Good morning imaginary friends! I am in a super-cheerful mood today. Last few days actually. Believe it or not, I think the blog-vomit of my last post may have loosened up my mental constipation. (I so deserve a prize, puke and poop metaphors in the SAME SENTENCE!)
Anycow, for whatever reason, people occasionally think they should argue with me about my choice not to have children. Now I am not saying you would ever do such a thing, because you are all kind, decent people who only ended up here accidentally because you were googling asshole tattoos or "fuck me in my bathing suit." I am pretty sure swanky people like you understand that arguing with someone that they should have children when they don't want to is among the stupidest uses of time ever imagined. (Incidentally, if you have a more stupid one, I'd love to hear about it.) Some people do this, and to them I offer up "A Day in the Monkey-Trucking Life of Messy." (Incidentally, this is actually from Monday.)
5:45 am Smack phone repeatedly because you're a bit hung-over and there is no way in hell you're getting up, plead with JSun to feed the dogs so you can sleep more.
6:15 am Realize it is actually Monday, and that "one last drink" last night did nothing to change that fact. Hit snooze.
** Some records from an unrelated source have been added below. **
//! Hardware configuration types
//!
//! These types define which GPIOs carry the shift-register lines, the
//! scan strobe and the serial input.

#[cfg(feature = "serde")]
use serde::{Deserialize, Serialize};

use super::panel::PanelConfig;
use super::ConfigError;

/// Number of user GPIOs (0-29 on the RP2040)
pub const GPIO_COUNT: u8 = 30;

/// GPIO assignment for the panel
///
/// `serial_data` and `serial_input` are two GPIOs wired to the same
/// physical line: the first drives it towards the shift register, the
/// second samples it when the remote sender owns the line.
#[derive(Debug, Clone, Copy, PartialEq, Eq)]
#[cfg_attr(feature = "defmt", derive(defmt::Format))]
#[cfg_attr(feature = "serde", derive(Serialize, Deserialize))]
#[cfg_attr(feature = "serde", serde(default))]
pub struct PinAssignment {
    /// Shift-register serial data (SER), released during input sessions
    pub serial_data: u8,
    /// Serial input sampling pin, tied to the `serial_data` line
    pub serial_input: u8,
    /// Shift-register clock (SRCLK)
    pub serial_clock: u8,
    /// Input clock, one rising edge per received bit
    pub input_clock: u8,
    /// Scan-line counter strobe
    pub strobe: u8,
}

impl Default for PinAssignment {
    fn default() -> Self {
        Self::new()
    }
}

impl PinAssignment {
    /// Default wiring of the reference board
    pub const fn new() -> Self {
        Self {
            serial_data: 4,
            serial_input: 1,
            serial_clock: 3,
            input_clock: 2,
            strobe: 0,
        }
    }

    /// All assigned GPIOs
    pub const fn as_array(&self) -> [u8; 5] {
        [
            self.serial_data,
            self.serial_input,
            self.serial_clock,
            self.input_clock,
            self.strobe,
        ]
    }

    /// Check every GPIO exists and is used once
    pub fn validate(&self) -> Result<(), ConfigError> {
        let pins = self.as_array();
        let mut seen: u32 = 0;
        for pin in pins {
            if pin >= GPIO_COUNT {
                return Err(ConfigError::InvalidPin(pin));
            }
            let mask = 1 << pin;
            if seen & mask != 0 {
                return Err(ConfigError::DuplicatePin(pin));
            }
            seen |= mask;
        }
        Ok(())
    }
}

/// Complete board configuration
///
/// This is the top-level structure loaded from `panel.toml`.
#[derive(Debug, Clone, Copy, PartialEq, Eq, Default)]
#[cfg_attr(feature = "defmt", derive(defmt::Format))]
#[cfg_attr(feature = "serde", derive(Serialize, Deserialize))]
pub struct BoardConfig {
    /// Panel timing and geometry
    #[cfg_attr(feature = "serde", serde(default))]
    pub panel: PanelConfig,
    /// GPIO assignment
    #[cfg_attr(feature = "serde", serde(default))]
    pub pins: PinAssignment,
}

impl BoardConfig {
    /// Validate panel and pins
    pub fn validate(&self) -> Result<(), ConfigError> {
        self.panel.validate()?;
        self.pins.validate()
    }
}

#[cfg(test)]
mod tests {
    use super::*;

    #[test]
    fn test_default_pins_valid() {
        let pins = PinAssignment::new();
        assert_eq!(pins.validate(), Ok(()));
        assert_eq!(BoardConfig::default().validate(), Ok(()));
    }

    #[test]
    fn test_pin_out_of_range() {
        let pins = PinAssignment {
            strobe: 30,
            ..PinAssignment::new()
        };
        assert_eq!(pins.validate(), Err(ConfigError::InvalidPin(30)));
    }

    #[test]
    fn test_duplicate_pin() {
        let pins = PinAssignment {
            serial_input: 4,
            ..PinAssignment::new()
        };
        assert_eq!(pins.validate(), Err(ConfigError::DuplicatePin(4)));
    }

    #[test]
    fn test_board_reports_panel_errors_first() {
        let mut board = BoardConfig::default();
        board.panel.digits = 0;
        board.pins.strobe = 99;
        assert_eq!(board.validate(), Err(ConfigError::InvalidDigitCount(0)));
    }
}
//! Non-blocking shift-register transmission
//!
//! An 8-bit value is clocked out in 16 half-steps, one per call:
//!
//! ```text
//! call:    1     2     3     4    ...   15    16    17..
//! SRCLK:  low  high   low  high   ...  low  high    -
//! SER:     -   b7     -    b6     ...   -    b0     -
//! phase: Begin Mid   Mid   Mid    ...  Mid  Last  Finished
//! ```
//!
//! The scheduler checks the input queue between calls, so no received bit
//! waits longer than one half-step.

use segmux_hal::OutputPin;

/// Bits per transmitted value
pub const BITS_PER_VALUE: u8 = 8;

/// Outcome of one half-step
#[derive(Debug, Clone, Copy, PartialEq, Eq)]
#[cfg_attr(feature = "defmt", derive(defmt::Format))]
pub enum Phase {
    /// First half-step done, clock is low
    Beginning,
    /// Somewhere in between
    Middle,
    /// Last bit shifted in, clock is high
    Last,
    /// Nothing to send, no pin touched
    Finished,
}

/// Step-by-step sender for one 8-bit value
#[derive(Debug, Clone)]
pub struct StepSender {
    value: u8,
    /// Bit being sent, MSB first; `BITS_PER_VALUE` when done
    index: u8,
    /// Next half-step sets data and raises the clock
    going_high: bool,
}

impl Default for StepSender {
    fn default() -> Self {
        Self::idle()
    }
}

impl StepSender {
    /// Create a sender with nothing to send
    pub const fn idle() -> Self {
        Self {
            value: 0,
            index: BITS_PER_VALUE,
            going_high: false,
        }
    }

    /// Start sending `value`
    pub fn begin(&mut self, value: u8) {
        self.value = value;
        self.index = 0;
        self.going_high = false;
    }

    /// Perform exactly one half-step
    pub fn step<D, C>(&mut self, data: &mut D, clock: &mut C) -> Phase
    where
        D: OutputPin + ?Sized,
        C: OutputPin + ?Sized,
    {
        if self.index >= BITS_PER_VALUE {
            return Phase::Finished;
        }

        if self.going_high {
            let phase = if self.index == BITS_PER_VALUE - 1 {
                Phase::Last
            } else {
                Phase::Middle
            };
            data.set_state(self.value & (1 << (BITS_PER_VALUE - 1 - self.index)) != 0);
            clock.set_high();
            self.going_high = false;
            self.index += 1;
            phase
        } else {
            let phase = if self.index == 0 {
                Phase::Beginning
            } else {
                Phase::Middle
            };
            clock.set_low();
            self.going_high = true;
            phase
        }
    }

    /// Check if the last value has been fully sent
    pub fn is_finished(&self) -> bool {
        self.index >= BITS_PER_VALUE
    }

    /// Value being (or last) sent
    pub fn value(&self) -> u8 {
        self.value
    }
}

#[cfg(test)]
mod tests {
    use super::*;
    use crate::testing::MockPin;

    #[test]
    fn test_idle_sender_touches_nothing() {
        let mut sender = StepSender::idle();
        let mut data = MockPin::new();
        let mut clock = MockPin::new();

        assert!(sender.is_finished());
        assert_eq!(sender.step(&mut data, &mut clock), Phase::Finished);
        assert_eq!(data.writes, 0);
        assert_eq!(clock.writes, 0);
    }

    #[test]
    fn test_phase_sequence() {
        let mut sender = StepSender::idle();
        let mut data = MockPin::new();
        let mut clock = MockPin::new();
        sender.begin(0xA5);

        assert_eq!(sender.step(&mut data, &mut clock), Phase::Beginning);
        for _ in 2..16 {
            assert_eq!(sender.step(&mut data, &mut clock), Phase::Middle);
        }
        assert_eq!(sender.step(&mut data, &mut clock), Phase::Last);
        assert!(clock.is_set_high());

        for _ in 0..3 {
            assert_eq!(sender.step(&mut data, &mut clock), Phase::Finished);
        }
    }

    #[test]
    fn test_msb_first_on_rising_edge() {
        let value = 0b1011_0010;
        let mut sender = StepSender::idle();
        let mut data = MockPin::new();
        let mut clock = MockPin::new();
        sender.begin(value);

        for bit in (0..8).rev() {
            // Setup half-step: clock low, data untouched
            let data_writes = data.writes;
            sender.step(&mut data, &mut clock);
            assert!(!clock.is_set_high());
            assert_eq!(data.writes, data_writes);

            // Data half-step: data valid when the clock rises
            let rises = clock.rises;
            sender.step(&mut data, &mut clock);
            assert_eq!(clock.rises, rises + 1);
            assert_eq!(data.is_set_high(), value & (1 << bit) != 0);
        }
        assert!(sender.is_finished());
        assert_eq!(clock.rises, 8);
    }

    #[test]
    fn test_begin_restarts_midway() {
        let mut sender = StepSender::idle();
        let mut data = MockPin::new();
        let mut clock = MockPin::new();

        sender.begin(0xFF);
        for _ in 0..5 {
            sender.step(&mut data, &mut clock);
        }

        sender.begin(0x00);
        assert_eq!(sender.value(), 0x00);
        assert_eq!(sender.step(&mut data, &mut clock), Phase::Beginning);
        sender.step(&mut data, &mut clock);
        assert!(!data.is_set_high());
    }
}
6:20 am Realize you need to leave for work in 10 minutes. Engage in some morning snogging.
6:25 am Drag your ass out of bed and thank "before" you for making sure there was clean laundry. Get dressed, brush hair, put in contacts, and brush teeth.
6:30 am More light snogging (Yes. All of the getting ready, responsible morning stuff happened in 5 minutes)
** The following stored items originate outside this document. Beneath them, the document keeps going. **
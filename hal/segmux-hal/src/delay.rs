//! Blocking delay abstraction
//!
//! The scheduler never waits for long. The only blocking wait is the
//! microsecond-scale strobe pulse that marks the blank scan line, and the
//! optional latch pulse after a transmission.

/// Short busy-wait delay
pub trait BusyWait {
    /// Spin for at least `us` microseconds
    fn delay_us(&mut self, us: u32);
}

impl<T: BusyWait + ?Sized> BusyWait for &mut T {
    fn delay_us(&mut self, us: u32) {
        (**self).delay_us(us);
    }
}
//! Build script for segmux-firmware
//!
//! - Sets up linker search paths and scripts for memory.x
//! - Validates panel.toml at compile time and bakes it into the binary

use std::env;
use std::fs::{self, File};
use std::io::Write;
use std::path::{Path, PathBuf};

use segmux_core::config::BoardConfig;

fn main() {
    setup_linker();
    let config = load_config();
    generate_config(&config);
}

/// Set up linker search paths for memory.x
fn setup_linker() {
    let out_dir = PathBuf::from(env::var("OUT_DIR").unwrap());

    // Copy memory.x to the output directory
    let memory_x = include_bytes!("memory.x");
    let mut f = File::create(out_dir.join("memory.x")).unwrap();
    f.write_all(memory_x).unwrap();

    // Tell rustc where to find memory.x
    println!("cargo:rustc-link-search={}", out_dir.display());

    println!("cargo:rustc-link-arg-bins=--nmagic");
    println!("cargo:rustc-link-arg-bins=-Tlink.x");
    println!("cargo:rustc-link-arg-bins=-Tlink-rp.x");
    if env::var_os("CARGO_FEATURE_DEFMT").is_some() {
        println!("cargo:rustc-link-arg-bins=-Tdefmt.x");
    }

    // Re-run if memory.x changes
    println!("cargo:rerun-if-changed=memory.x");
    println!("cargo:rerun-if-changed=build.rs");
}

/// Read and validate panel.toml
fn load_config() -> BoardConfig {
    // Re-run if panel.toml changes
    println!("cargo:rerun-if-changed=panel.toml");

    let config_path = Path::new("panel.toml");

    if !config_path.exists() {
        panic!(
            "\n\
            ╔══════════════════════════════════════════════════════════════════╗\n\
            ║  ERROR: panel.toml not found!                                    ║\n\
            ║                                                                  ║\n\
            ║  The firmware requires a panel.toml configuration file.          ║\n\
            ║  Please create one in the segmux-firmware directory.             ║\n\
            ╚══════════════════════════════════════════════════════════════════╝\n"
        );
    }

    let config_content = match fs::read_to_string(config_path) {
        Ok(content) => content,
        Err(e) => {
            panic!(
                "\n\
                ╔══════════════════════════════════════════════════════════════════╗\n\
                ║  ERROR: Failed to read panel.toml                                ║\n\
                ║                                                                  ║\n\
                ║  Error: {:<56} ║\n\
                ╚══════════════════════════════════════════════════════════════════╝\n",
                e
            );
        }
    };

    let config: BoardConfig = match toml::from_str(&config_content) {
        Ok(config) => config,
        Err(e) => {
            panic!(
                "\n\
                ╔══════════════════════════════════════════════════════════════════╗\n\
                ║  ERROR: Invalid panel.toml                                       ║\n\
                ╠══════════════════════════════════════════════════════════════════╣\n\
                ║                                                                  ║\n\
                {}\n\
                ║                                                                  ║\n\
                ╚══════════════════════════════════════════════════════════════════╝\n",
                format_error_lines(&e.to_string())
            );
        }
    };

    if let Err(e) = config.validate() {
        panic!(
            "\n\
            ╔══════════════════════════════════════════════════════════════════╗\n\
            ║  ERROR: Invalid panel configuration                              ║\n\
            ╠══════════════════════════════════════════════════════════════════╣\n\
            {}\n\
            ╚══════════════════════════════════════════════════════════════════╝\n",
            format_error_lines(&format!("• {:?}", e))
        );
    }

    println!("cargo:warning=panel.toml validated successfully");
    config
}

/// Write the validated configuration as a Rust constant
fn generate_config(config: &BoardConfig) {
    let out_dir = PathBuf::from(env::var("OUT_DIR").unwrap());
    let panel = &config.panel;
    let pins = &config.pins;

    let source = format!(
        "/// Board configuration from panel.toml\n\
         pub const BOARD: BoardConfig = BoardConfig {{\n    \
             panel: PanelConfig {{\n        \
                 digits: {},\n        \
                 timeout_cycles: {},\n        \
                 refresh_period_us: {},\n        \
                 strobe_pulse_us: {},\n        \
                 latch_pulse: {},\n    \
             }},\n    \
             pins: PinAssignment {{\n        \
                 serial_data: {},\n        \
                 serial_input: {},\n        \
                 serial_clock: {},\n        \
                 input_clock: {},\n        \
                 strobe: {},\n    \
             }},\n\
         }};\n",
        panel.digits,
        panel.timeout_cycles,
        panel.refresh_period_us,
        panel.strobe_pulse_us,
        panel.latch_pulse,
        pins.serial_data,
        pins.serial_input,
        pins.serial_clock,
        pins.input_clock,
        pins.strobe,
    );

    fs::write(out_dir.join("board_config.rs"), source).unwrap();
}

/// Format error message lines with box drawing
fn format_error_lines(msg: &str) -> String {
    msg.lines()
        .map(|line| {
            let truncated = if line.len() > 64 {
                format!("{}...", &line[..61])
            } else {
                line.to_string()
            };
            format!("║  {:<64} ║", truncated)
        })
        .collect::<Vec<_>>()
        .join("\n")
}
6:35 am Go downstairs. Pray to Jeff there is Diet Pepsi in the fridge. Thank "before" you again when there is. Thank "before" you for grabbing something out of the freezer for lunch. Remember you are supposed to eat breakfast with the steroid you had to take this morning from the time pineapple tried to kill you. Decide to eat cookies.
6:40 am Time warp where the clock magically says it is later than it could possibly be.
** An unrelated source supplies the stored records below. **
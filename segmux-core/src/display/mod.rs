//! Multiplexed display model
//!
//! Scan-line cycling and glyph coverage for the segment display.

pub mod glyph;

pub use glyph::{coverage, matches, scan_lines_for, SCAN_LINES, SYNC_LINE};

/// Result of advancing the scan counter
#[derive(Debug, Clone, Copy, PartialEq, Eq)]
#[cfg_attr(feature = "defmt", derive(defmt::Format))]
pub enum Advance {
    /// Moved to the given glyph line
    Line(u8),
    /// Passed the sync position and wrapped to line 0
    Wrapped,
}

/// Rolling scan-line index (0-14)
#[derive(Debug, Clone, Default)]
pub struct ScanCursor {
    line: u8,
}

impl ScanCursor {
    /// Start on line 0
    pub const fn new() -> Self {
        Self { line: 0 }
    }

    /// Move to the next line, skipping the sync position
    pub fn advance(&mut self) -> Advance {
        self.line += 1;
        if self.line == SYNC_LINE {
            self.line = 0;
            return Advance::Wrapped;
        }
        Advance::Line(self.line)
    }

    /// Current line
    pub fn line(&self) -> u8 {
        self.line
    }
}

/// What the panel currently shows
#[derive(Debug, Clone, Copy, PartialEq, Eq)]
#[cfg_attr(feature = "defmt", derive(defmt::Format))]
pub struct DisplaySnapshot {
    /// Displayed decimal value
    pub value: u32,
    /// Decimal points, bit 0 = leading digit
    ///
    /// Not part of the shifted scan masks; showing dots is up to the panel
    /// hardware.
    pub dot_mask: u8,
    /// Digits received in the current or last session
    pub digits_received: u8,
    /// Scan line being shown
    pub scan_line: u8,
}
6:50 am Leave the house, a mere 20 minutes late. (This actually isn't too bad for me.) Commence with a big blah, blah, blah of work, errands (mostly going to 4 grocery stores so you can get the sparkly nail polish that you have decided will bring you the magic luck that will sell your house--never mind that you won't actually paint your nails until it sells--though I did get a couple groceries while I was at one store, and some booze), and 3 hours of commuting (seriously, we are not talking about that now--probably won't until it is over--but it is some crazy-sauce).
I think we can actually just stop here--it is clear that there is no room for children in here. The evening part of my day is a hell of a lot more fun, but it is NOT child friendly. Booze, blow-jobs, and cookies for breakfast. That's how I like my life. That's why I live it this way. I guess when it comes down to it, that's what bothers me about people arguing with me about the choice to never have children: It feels like they are implying I am incapable of figuring out what makes me happy and then living my life in a manner that achieves that. It implies that they believe they are more knowledgeable about what will make me happy or content than I am. And that's just rude.
P.S. I am sure I don't have to explain the concept of "before" me--many people talk about it--but just in case: There is the me that is now. There is this other person that is me "before" and yet another person that is "future" me. Now refuses to accept responsibility for before, because before is often an asshole. And now fails to recognize that I will eventually be future, so often fails to make necessary arrangements. Hence why before is such an asshole. There is even some science (not just Science) to the idea. One time I worked really hard to be as nice as I could to future for the following day. Laid out clothes and packed snacks and planned and went to bed early and didn't drink too much that night. It was really awesome. I have never loved before so much in my life. Usually now is too busy, though. Just monkey-trucking along. So now, before, and future live in uneasy amicability--each doing the best they can. Now is getting more considerate, though--both in terms of looking out for future, and forgiving before.
P.P.S. No. I am sorry. I don't know what my deal is with monkey. You are not the first to wonder. A few weeks ago at brunch I just yelled out "MONKEY!" When my friends looked at me with the standard, "Please tell us what the skull-fuck you are doing" look, my only explanation was, "I thought we were just saying stuff." It is a fantastic word and the animal conjures so much whimsy. And if you don't have room for more whimsy in you're life, you're probably doing it wrong. (See what I did there? I was rude.) Also, I think I have some form of voluntary Tourette's.